━━━━━ Record excerpts ━━━━━
//! Platform-specific path detection for Minecraft installations

use std::fmt;
use std::path::{Path, PathBuf};

/// Platform family used to pick the candidate list
#[derive(Debug, Clone, Copy, PartialEq, Eq, Hash)]
pub enum Platform {
    /// Windows (launcher and user profile paths)
    Windows,
    /// macOS (Application Support)
    MacOs,
    /// Linux and everything else (home directory)
    Other,
}

impl Platform {
    /// Platform family of the compile target
    pub fn current() -> Self {
        if cfg!(target_os = "windows") {
            Self::Windows
        } else if cfg!(target_os = "macos") {
            Self::MacOs
        } else {
            Self::Other
        }
    }
}

impl fmt::Display for Platform {
    fn fmt(&self, f: &mut fmt::Formatter<'_>) -> fmt::Result {
        match self {
            Self::Windows => write!(f, "Windows"),
            Self::MacOs => write!(f, "macOS"),
            Self::Other => write!(f, "Linux/other"),
        }
    }
}

/// Ordered candidate installation roots for a platform.
///
/// Home-relative candidates are skipped when `home` is unknown; absolute
/// candidates are always included.
pub fn candidate_dirs(platform: Platform, home: Option<&Path>) -> Vec<PathBuf> {
    let home_relative: &[&str] = match platform {
        Platform::Windows => &[".minecraft", "AppData/Roaming/.minecraft", "Minecraft"],
        Platform::MacOs => &["Library/Application Support/minecraft", "minecraft"],
        Platform::Other => &[".minecraft", "minecraft"],
    };

    let mut candidates: Vec<PathBuf> = home
        .map(|home| home_relative.iter().map(|rel| home.join(rel)).collect())
        .unwrap_or_default();

    if platform == Platform::Windows {
        candidates.push(PathBuf::from(r"C:\Program Files (x86)\Minecraft Launcher"));
        candidates.push(PathBuf::from(r"C:\Program Files\Minecraft Launcher"));
    }

    candidates
}

/// Detect a Minecraft installation for an explicit platform and home directory
pub fn detect_minecraft_dir_for(platform: Platform, home: Option<&Path>) -> Option<PathBuf> {
    for path in candidate_dirs(platform, home) {
        tracing::debug!("Probing {}", path.display());
        if path.exists() {
            tracing::info!("Detected Minecraft directory: {}", path.display());
            return Some(path);
        }
    }

    tracing::info!("No Minecraft directory found for {}", platform);
    None
}

/// Detect the Minecraft installation directory for the current user
pub fn detect_minecraft_dir() -> Option<PathBuf> {
    let home = dirs::home_dir();
    detect_minecraft_dir_for(Platform::current(), home.as_deref())
}

/// Validate that a path can serve as a Minecraft root
pub fn validate_minecraft_dir(path: &Path) -> bool {
    path.is_dir()
}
━━━━━
# About this task
Lines holding the word "family" are the answer; copy every one from the records above.

# Completed task
/// Platform family used to pick the candidate list
    /// Platform family of the compile target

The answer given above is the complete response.